Il Csm trasferisce il pm inflessibile «Decisione ingiusta, ma la rispetto»

Provvedimento provvisorio contro Abate. Che lascia Varese per Como di ENRICO CAMANZI

Il magistrato Agostino Abate

Il magistrato Agostino Abate

Varese, 9 novembre 2015 - Agostino Abate, dopo 31 anni di servizio in procura a Varese, lascia il palazzo di giustizia di piazza Cacciatori delle Alpi. Un trasferimento «provvisorio», annuncia il magistrato in una nota, ma la notizia fa lo stesso rumore. Perché il pm campano rappresenta un pezzo di storia della giustizia varesina. Ma anche perché l’arrivederci avviene per decisione del Csm, come annota lo stesso Abate, «in attesa di verificare nel merito i rilievi mossimi». Il pm che indagò sull’omicidio di Lidia Macchi e che fu l’artefice dell’inchiesta nota come «Tangentopoli varesina» prenderà servizio a Como. Magistrato rigoroso e preparato, noto per la sua inflessibilità, Abate è a Varese dal giugno del 1984.

Il primo grande caso è l’omicidio di Lidia Macchi, la studentessa ciellina uccisa con 29 coltellate nel gennaio dell’87 da una mano a oggi ignota. Fu la prima vicenda in cui si provò a utilizzare la scienza come «arma» d’indagine. Nel 1988 Enzo Tortora, che allora conduceva la trasmissione Rai «Giallo», sollecitò gli inquirenti a sottoporre all’esame del Dna tutta la cittadinanza. Ci si concentrò, invece, su un sacerdote, ma il test fallì: troppo scarsi i reperti trovati sul corpo trafitto da 29 coltellate.

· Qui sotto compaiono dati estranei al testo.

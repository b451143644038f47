//! Core board types.
//!
//! - `Square` and the cell notation helpers
//! - `PieceKind` and `Piece`

mod piece;
mod square;

pub use piece::{Piece, PieceConstructor, PieceKind};
pub use square::{format_cell, in_bounds, parse_cell, Square, BOARD_SIZE};
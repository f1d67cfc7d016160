//! Category tree export.
//!
//! Reads flat category records (either a bare JSON array or a full catalog
//! snapshot with a `categories` field) and writes the nested tree consumed
//! by navigation and static-site builds.

use std::path::Path;

use serde::Deserialize;
use tracing::{info, warn};

use marketsquare_core::{
    BuildReport, CategoryForest, CategoryRecord, MAX_SERIALIZED_DEPTH,
    build_category_tree_with_report,
};

/// Accepted input shapes.
#[derive(Deserialize)]
#[serde(untagged)]
enum CategoryInput {
    Records(Vec<CategoryRecord>),
    Snapshot { categories: Vec<CategoryRecord> },
}

impl CategoryInput {
    fn into_records(self) -> Vec<CategoryRecord> {
        match self {
            Self::Records(records) | Self::Snapshot { categories: records } => records,
        }
    }
}

/// Export the category tree from `input` to `output`.
///
/// # Errors
///
/// Returns an error if the input cannot be read or parsed, or the output
/// cannot be written.
pub async fn export(
    input: &str,
    output: &str,
    pretty: bool,
) -> Result<(), Box<dyn std::error::Error>> {
    let path = Path::new(input);
    if !path.exists() {
        return Err(format!("File not found: {input}").into());
    }

    info!(path = %input, "Loading category records");
    let content = tokio::fs::read_to_string(path).await?;

    let (tree, report) = render_tree(&content, pretty)?;

    if report.has_promotions() {
        warn!(
            orphans = report.orphans,
            self_references = report.self_references,
            broken_cycles = report.broken_cycles,
            "Some categories were promoted to root"
        );
    }

    tokio::fs::write(output, tree).await?;
    info!(records = report.records, path = %output, "Category tree written");

    Ok(())
}

/// Parse records and serialize the built tree.
fn render_tree(
    content: &str,
    pretty: bool,
) -> Result<(String, BuildReport), Box<dyn std::error::Error>> {
    let records = serde_json::from_str::<CategoryInput>(content)?.into_records();
    let (roots, report) = build_category_tree_with_report(&records);
    let forest = CategoryForest::new(roots);

    let depth = forest.depth();
    if depth > MAX_SERIALIZED_DEPTH {
        return Err(format!(
            "category tree is {depth} levels deep (limit {MAX_SERIALIZED_DEPTH}); check parent links"
        )
        .into());
    }

    let json = if pretty {
        serde_json::to_string_pretty(&forest)?
    } else {
        serde_json::to_string(&forest)?
    };
    Ok((json, report))
}
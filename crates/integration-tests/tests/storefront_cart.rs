//! Cart endpoints driven through the full storefront router.
//!
//! Each test carries the `cart` cookie from one response into the next
//! request the way a browser would.

#![allow(clippy::unwrap_used, clippy::indexing_slicing)]

use axum::http::{StatusCode, header};

use marketsquare_core::Cart;
use marketsquare_integration_tests::{TestResponse, sample_catalog, send, test_app};
use marketsquare_storefront::catalog::Catalog;

async fn add(app: &axum::Router, cookie: Option<&str>, form: &str) -> TestResponse {
    send(app, "POST", "/cart/add", cookie, Some(form)).await.unwrap()
}

#[tokio::test]
async fn test_empty_cart_without_cookie() {
    let app = test_app(sample_catalog()).unwrap();

    let response = send(&app, "GET", "/cart", None, None).await.unwrap();
    assert_eq!(response.status, StatusCode::OK);
    assert!(response.cart_cookie().is_none(), "reads must not set the cookie");

    let body = response.json().unwrap();
    assert_eq!(body["items"], serde_json::json!([]));
    assert_eq!(body["item_count"], 0);
}

#[tokio::test]
async fn test_add_then_read_back_through_cookie() {
    let app = test_app(sample_catalog()).unwrap();

    let added = add(&app, None, "product_id=p-kettle&quantity=2").await;
    assert_eq!(added.status, StatusCode::OK);
    let cookie = added.cart_cookie().unwrap();

    let body = added.json().unwrap();
    assert_eq!(body["item_count"], 2);
    assert_eq!(body["items"][0]["title"], "Çelik Kettle");
    assert_eq!(body["items"][0]["price"], "₺899.00");

    let shown = send(&app, "GET", "/cart", Some(&cookie), None).await.unwrap();
    let body = shown.json().unwrap();
    assert_eq!(body["items"][0]["product_id"], "p-kettle");
    assert_eq!(body["items"][0]["quantity"], 2);
    assert_eq!(body["items"][0]["from_cache"], false);

    let count = send(&app, "GET", "/cart/count", Some(&cookie), None).await.unwrap();
    assert_eq!(count.json().unwrap()["count"], 2);
}

#[tokio::test]
async fn test_adding_same_product_merges_lines() {
    let app = test_app(sample_catalog()).unwrap();

    let first = add(&app, None, "product_id=p-kettle").await;
    let cookie = first.cart_cookie().unwrap();
    let second = add(&app, Some(&cookie), "product_id=p-kettle&quantity=3").await;

    let body = second.json().unwrap();
    assert_eq!(body["items"].as_array().unwrap().len(), 1);
    assert_eq!(body["items"][0]["quantity"], 4);
}

#[tokio::test]
async fn test_non_positive_add_quantity_counts_as_one() {
    let app = test_app(sample_catalog()).unwrap();

    let response = add(&app, None, "product_id=p-grinder&quantity=-5").await;
    let body = response.json().unwrap();
    assert_eq!(body["items"][0]["quantity"], 1);
    assert_eq!(body["items"][0]["price"], "€45.00");
}

#[tokio::test]
async fn test_update_to_zero_removes_line() {
    let app = test_app(sample_catalog()).unwrap();

    let cookie = add(&app, None, "product_id=p-kettle").await.cart_cookie().unwrap();
    let cookie = add(&app, Some(&cookie), "product_id=p-grinder")
        .await
        .cart_cookie()
        .unwrap();

    let updated = send(
        &app,
        "POST",
        "/cart/update",
        Some(&cookie),
        Some("product_id=p-kettle&quantity=0"),
    )
    .await
    .unwrap();

    let body = updated.json().unwrap();
    assert_eq!(body["items"].as_array().unwrap().len(), 1);
    assert_eq!(body["items"][0]["product_id"], "p-grinder");
}

#[tokio::test]
async fn test_remove_unknown_product_keeps_cart() {
    let app = test_app(sample_catalog()).unwrap();

    let cookie = add(&app, None, "product_id=p-kettle&quantity=2")
        .await
        .cart_cookie()
        .unwrap();
    let removed = send(
        &app,
        "POST",
        "/cart/remove",
        Some(&cookie),
        Some("product_id=p-missing"),
    )
    .await
    .unwrap();

    assert_eq!(removed.status, StatusCode::OK);
    assert_eq!(removed.json().unwrap()["item_count"], 2);
}

#[tokio::test]
async fn test_missing_product_id_is_bad_request() {
    let app = test_app(sample_catalog()).unwrap();

    let response = add(&app, None, "product_id=").await;
    assert_eq!(response.status, StatusCode::BAD_REQUEST);
    assert!(response.cart_cookie().is_none());
}

#[tokio::test]
async fn test_malformed_cookie_reads_as_empty_cart() {
    let app = test_app(sample_catalog()).unwrap();

    let response = send(&app, "GET", "/cart", Some("cart=%7Bnot-json"), None)
        .await
        .unwrap();
    assert_eq!(response.status, StatusCode::OK);
    assert_eq!(response.json().unwrap()["item_count"], 0);

    // Writing over a malformed cookie starts a fresh cart
    let added = add(&app, Some("cart=%7Bnot-json"), "product_id=p-kettle").await;
    assert_eq!(added.json().unwrap()["item_count"], 1);
}

#[tokio::test]
async fn test_cookie_written_by_client_is_normalized() {
    let app = test_app(sample_catalog()).unwrap();

    let raw = r#"{"items":[{"productId":"p-kettle","qty":1},{"productId":"p-kettle","qty":2},{"productId":"p-grinder","qty":0}]}"#;
    let cookie = format!("cart={}", urlencoding::encode(raw));

    let response = send(&app, "GET", "/cart", Some(&cookie), None).await.unwrap();
    let body = response.json().unwrap();
    assert_eq!(body["items"].as_array().unwrap().len(), 1);
    assert_eq!(body["items"][0]["quantity"], 3);
}

#[tokio::test]
async fn test_cached_snapshot_used_when_catalog_is_gone() {
    let with_catalog = test_app(sample_catalog()).unwrap();
    let cookie = add(&with_catalog, None, "product_id=p-kettle")
        .await
        .cart_cookie()
        .unwrap();

    let without_catalog = test_app(Catalog::default()).unwrap();
    let response = send(&without_catalog, "GET", "/cart", Some(&cookie), None)
        .await
        .unwrap();

    let body = response.json().unwrap();
    assert_eq!(body["items"][0]["title"], "Çelik Kettle");
    assert_eq!(body["items"][0]["from_cache"], true);
}

#[tokio::test]
async fn test_cookie_value_is_cart_document() {
    let app = test_app(sample_catalog()).unwrap();

    let response = add(&app, None, "product_id=p-grinder&quantity=2").await;
    let cookie = response.cart_cookie().unwrap();
    let encoded = cookie.strip_prefix("cart=").unwrap();

    let decoded = urlencoding::decode(encoded).unwrap();
    let cart = Cart::decode(&decoded);
    assert_eq!(cart.item_count(), 2);
    assert_eq!(cart.get("p-grinder").unwrap().qty, 2);

    let set_cookie = response.headers.get(header::SET_COOKIE).unwrap().to_str().unwrap();
    assert!(set_cookie.contains("Path=/"));
    assert!(set_cookie.contains("SameSite=Lax"));
    assert!(!set_cookie.contains("HttpOnly"));
    assert!(!set_cookie.contains("Secure"));
}

#[tokio::test]
async fn test_cart_that_cannot_fit_a_cookie_is_rejected() {
    let app = test_app(sample_catalog()).unwrap();

    let big = (0..120).fold(Cart::new(), |cart, i| {
        cart.add_item(format!("urun-{i:0>19}"), 1, None)
    });
    let cookie = format!("cart={}", urlencoding::encode(&big.encode().unwrap()));

    let response = add(&app, Some(&cookie), "product_id=p-kettle").await;
    assert_eq!(response.status, StatusCode::PAYLOAD_TOO_LARGE);
    assert!(response.cart_cookie().is_none());
}

#[tokio::test]
async fn test_remove_requires_product_id() {
    let app = test_app(sample_catalog()).unwrap();

    let response = send(&app, "POST", "/cart/remove", None, Some("product_id=%20"))
        .await
        .unwrap();
    assert_eq!(response.status, StatusCode::BAD_REQUEST);
    assert!(response.cart_cookie().is_none());
}

#[tokio::test]
async fn test_responses_carry_request_id() {
    let app = test_app(sample_catalog()).unwrap();

    let response = send(&app, "GET", "/cart/count", None, None).await.unwrap();
    assert!(response.headers.contains_key("x-request-id"));
}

Allora per alcune scelte investigative il magistrato entrò in contrasto con la curia varesina, che contestò le modalità dell’interrogatorio di alcuni religiosi.

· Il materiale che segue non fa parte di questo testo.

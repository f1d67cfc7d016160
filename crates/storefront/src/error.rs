//! Unified error handling with Sentry integration.
//!
//! Provides a unified `AppError` type that captures errors to Sentry before
//! responding to the client. All route handlers should return `Result<T, AppError>`.

use axum::{
    http::StatusCode,
    response::{IntoResponse, Response},
};
use thiserror::Error;

use marketsquare_core::CartError;

/// Application-level error type for the storefront.
#[derive(Debug, Error)]
pub enum AppError {
    /// Cart could not be persisted to the session slot.
    #[error("Cart error: {0}")]
    Cart(#[from] CartError),

    /// Catalog data the storefront cannot serve (e.g. a runaway category tree).
    #[error("Catalog error: {0}")]
    Catalog(String),

    /// Resource not found.
    #[error("Not found: {0}")]
    NotFound(String),

    /// Bad request from client.
    #[error("Bad request: {0}")]
    BadRequest(String),
}

impl IntoResponse for AppError {
    fn into_response(self) -> Response {
        // Capture server errors to Sentry
        if matches!(self, Self::Cart(CartError::Serialize(_)) | Self::Catalog(_)) {
            let event_id = sentry::capture_error(&self);
            tracing::error!(
                error = %self,
                sentry_event_id = %event_id,
                "Request error"
            );
        }

        let status = match &self {
            Self::Cart(CartError::Serialize(_)) | Self::Catalog(_) => {
                StatusCode::INTERNAL_SERVER_ERROR
            }
            Self::Cart(CartError::TooLarge { .. }) => StatusCode::PAYLOAD_TOO_LARGE,
            Self::NotFound(_) => StatusCode::NOT_FOUND,
            Self::BadRequest(_) => StatusCode::BAD_REQUEST,
        };

        // Don't expose internal error details to clients
        let message = match &self {
            Self::Cart(CartError::Serialize(_)) | Self::Catalog(_) => {
                "Internal server error".to_string()
            }
            Self::Cart(CartError::TooLarge { .. }) => {
                "Cart is full; remove some items before adding more".to_string()
            }
            Self::NotFound(_) | Self::BadRequest(_) => self.to_string(),
        };

        (status, message).into_response()
    }
}

/// Result type alias for `AppError`.
pub type Result<T> = std::result::Result<T, AppError>;
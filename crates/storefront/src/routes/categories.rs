//! Category navigation handlers.
//!
//! The tree is rebuilt from the catalog's flat records on every request.

use axum::{
    Json,
    extract::{Path, State},
};
use serde::{Deserialize, Serialize};
use tracing::{instrument, warn};

use marketsquare_core::{CategoryForest, MAX_SERIALIZED_DEPTH, build_category_tree_with_report};

use crate::error::{AppError, Result};
use crate::state::AppState;

/// One step of a breadcrumb trail.
#[derive(Debug, Clone, Serialize, Deserialize)]
pub struct Breadcrumb {
    pub id: String,
    pub slug: String,
    pub name: String,
}

fn forest(state: &AppState) -> CategoryForest {
    let (roots, report) = build_category_tree_with_report(state.catalog().categories());
    if report.has_promotions() {
        warn!(
            orphans = report.orphans,
            self_references = report.self_references,
            broken_cycles = report.broken_cycles,
            "Catalog categories have broken parent links"
        );
    }
    CategoryForest::new(roots)
}

/// The full category tree.
///
/// Trees deeper than [`MAX_SERIALIZED_DEPTH`] only come from broken parent
/// data and are refused rather than serialized.
#[instrument(skip(state))]
pub async fn tree(State(state): State<AppState>) -> Result<Json<CategoryForest>> {
    let forest = forest(&state);
    let depth = forest.depth();
    if depth > MAX_SERIALIZED_DEPTH {
        return Err(AppError::Catalog(format!(
            "category tree is {depth} levels deep (limit {MAX_SERIALIZED_DEPTH})"
        )));
    }
    Ok(Json(forest))
}

/// Root-to-category path for a slug.
#[instrument(skip(state))]
pub async fn breadcrumbs(
    State(state): State<AppState>,
    Path(slug): Path<String>,
) -> Result<Json<Vec<Breadcrumb>>> {
    let forest = forest(&state);
    let trail = forest
        .breadcrumbs_by_slug(&slug)
        .ok_or_else(|| AppError::NotFound(format!("category {slug}")))?;

    Ok(Json(
        trail
            .into_iter()
            .map(|node| Breadcrumb {
                id: node.id.to_string(),
                slug: node.slug.clone(),
                name: node.name.clone(),
            })
            .collect(),
    ))
}
//! Stock code generation commands.
//!
//! Codes are deterministic but not unique, so the batch command reports any
//! products in the input that would share a code. Resolving those is left to
//! the catalog team.

use std::collections::BTreeMap;
use std::path::Path;

use serde::{Deserialize, Serialize};
use tracing::{info, warn};

use marketsquare_core::{StockCode, generate_stock_code};

/// One product from the input file.
#[derive(Debug, Clone, Deserialize)]
pub struct ProductInput {
    pub id: String,
    #[serde(default)]
    pub brand: Option<String>,
}

/// One generated code in the output file.
#[derive(Debug, Clone, Serialize)]
#[serde(rename_all = "camelCase")]
pub struct StockCodeOutput {
    pub product_id: String,
    pub stock_code: StockCode,
}

/// Print the stock code for a single product.
#[allow(clippy::print_stdout)]
pub fn show(product_id: &str, brand: Option<&str>) {
    println!("{}", generate_stock_code(product_id, brand));
}

/// Generate codes for every product in `input` and write them to `output`.
///
/// # Errors
///
/// Returns an error if the input cannot be read or parsed, or the output
/// cannot be written.
pub async fn batch(input: &str, output: &str) -> Result<(), Box<dyn std::error::Error>> {
    let path = Path::new(input);
    if !path.exists() {
        return Err(format!("File not found: {input}").into());
    }

    info!(path = %input, "Loading products");
    let content = tokio::fs::read_to_string(path).await?;
    let products: Vec<ProductInput> = serde_json::from_str(&content)?;

    let codes = generate_all(&products);
    for (code, product_ids) in find_collisions(&codes) {
        warn!(stock_code = %code, products = ?product_ids, "Stock code collision");
    }

    tokio::fs::write(output, serde_json::to_string_pretty(&codes)?).await?;
    info!(count = codes.len(), path = %output, "Stock codes written");

    Ok(())
}

fn generate_all(products: &[ProductInput]) -> Vec<StockCodeOutput> {
    products
        .iter()
        .map(|product| StockCodeOutput {
            product_id: product.id.clone(),
            stock_code: generate_stock_code(&product.id, product.brand.as_deref()),
        })
        .collect()
}

/// Codes shared by more than one distinct product id.
fn find_collisions(codes: &[StockCodeOutput]) -> Vec<(&StockCode, Vec<&str>)> {
    let mut by_code: BTreeMap<&str, (&StockCode, Vec<&str>)> = BTreeMap::new();
    for entry in codes {
        let (_, ids) = by_code
            .entry(entry.stock_code.as_str())
            .or_insert_with(|| (&entry.stock_code, Vec::new()));
        if !ids.contains(&entry.product_id.as_str()) {
            ids.push(&entry.product_id);
        }
    }

    by_code
        .into_values()
        .filter(|(_, ids)| ids.len() > 1)
        .collect()
}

Nel gennaio ’91 indagando su alcune presunte tangenti riguardanti la casa di riposo di Cunardo, Abate diede la stura alla cosiddetta «Tangentopoli» varesina, in anticipo sul pool milanese di Mani Pulite. Furono arrestati o indagati a piede libero esponenti di spicco di Dc e Psi, soprattutto, ma anche del Pds e della emergente Lega Nord. I processi, però, si conclusero soprattutto con assoluzioni o estinzione dei reati per prescrizione. Il resto è storia recente: inchieste anche clamorose (nel 2004 mise sotto accusa l’allora sindaco leghista Aldo Fumagalli, poi costretto alle dimissioni), alternate alle polemiche sul caso Uva - costate anche un’azione disciplinare dall’allora ministro Cancellieri - e l’avocazione del fascicolo Lidia Macchi da parte della procura generale di Milano. Ora l’addio. In coincidenza del quale il magistrato vuole togliersi qualche sassolino dalla scarpa, a giudicare dal comunicato.

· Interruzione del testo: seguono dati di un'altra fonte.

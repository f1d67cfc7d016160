//! Market Square CLI - Catalog management tools.
//!
//! # Usage
//!
//! ```bash
//! # Print the stock code for one product
//! ms-cli stock-code show 64f1c2a9e8b7d6c5 --brand Samsung
//!
//! # Generate codes for a product export and flag collisions
//! ms-cli stock-code batch -i products.json -o codes.json
//!
//! # Build the nested category tree artifact from flat records
//! ms-cli categories export -i categories.json -o category-tree.json --pretty
//! ```
//!
//! # Commands
//!
//! - `stock-code show` - Generate a single stock code
//! - `stock-code batch` - Generate stock codes for a JSON product list
//! - `categories export` - Write the category tree snapshot

#![cfg_attr(not(test), forbid(unsafe_code))]

use clap::{Parser, Subcommand};

mod commands;

#[derive(Parser)]
#[command(name = "ms-cli")]
#[command(author, version, about = "Market Square catalog tools")]
struct Cli {
    #[command(subcommand)]
    command: Commands,
}

#[derive(Subcommand)]
enum Commands {
    /// Generate product stock codes
    StockCode {
        #[command(subcommand)]
        action: StockCodeAction,
    },
    /// Category tree tools
    Categories {
        #[command(subcommand)]
        action: CategoriesAction,
    },
}

#[derive(Subcommand)]
enum StockCodeAction {
    /// Print the stock code for one product
    Show {
        /// Catalog product id
        product_id: String,

        /// Product brand (defaults to GEN)
        #[arg(short, long)]
        brand: Option<String>,
    },
    /// Generate stock codes for every product in a JSON file
    Batch {
        /// JSON array of `{"id": ..., "brand": ...}` objects
        #[arg(short, long)]
        input: String,

        /// Where to write the generated codes
        #[arg(short, long)]
        output: String,
    },
}

#[derive(Subcommand)]
enum CategoriesAction {
    /// Build the nested category tree from flat records
    Export {
        /// JSON array of category records, or a catalog snapshot
        #[arg(short, long)]
        input: String,

        /// Where to write the tree
        #[arg(short, long)]
        output: String,

        /// Pretty-print the output
        #[arg(long)]
        pretty: bool,
    },
}

#[tokio::main]
async fn main() {
    // Initialize tracing
    tracing_subscriber::fmt::init();

    let cli = Cli::parse();

    let result: Result<(), Box<dyn std::error::Error>> = run(cli).await;

    if let Err(e) = result {
        tracing::error!("Command failed: {e}");
        std::process::exit(1);
    }
}

async fn run(cli: Cli) -> Result<(), Box<dyn std::error::Error>> {
    match cli.command {
        Commands::StockCode { action } => match action {
            StockCodeAction::Show { product_id, brand } => {
                commands::stock_code::show(&product_id, brand.as_deref());
            }
            StockCodeAction::Batch { input, output } => {
                commands::stock_code::batch(&input, &output).await?;
            }
        },
        Commands::Categories { action } => match action {
            CategoriesAction::Export {
                input,
                output,
                pretty,
            } => {
                commands::categories::export(&input, &output, pretty).await?;
            }
        },
    }
    Ok(())
}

«Pur non ritenendo giusta», la decisione del Csm, «verso la quale eserciterò i diritti previsti - esordisce Abate - ho il dovere di rispettarla». Il resto dello scritto è un’accorata autodifesa. «Nella mia quotidiana attività - scrive il magistrato - ho sempre doverosamente difeso la più totale autonomia e indipendenza di giudizio, considerando ogni parte processuale pari a chiunque altra».Il magistrato rivendica ogni decisione. Anche quelle che hanno suscitato osservazioni dalle parti in causa nei procedimenti a lui affidati. «Non ho permesso - afferma - che (le pressioni subite, ndr) condizionassero le decisioni nelle indagini». In chiusura, rende «particolare ringraziamento ai collaboratori e agli appartenenti delle forze di polizia». Dal canto suo il senatore PD Luigi Manconi, storico «nemico» del pm, esulta: «Finalmente Abate è stato allontanato da Varese. Mi auguro che questo provvedimento tardivo consenta al tribunale di Varese di valutare con serenità la vicenda della morte» di Giuseppe Uva.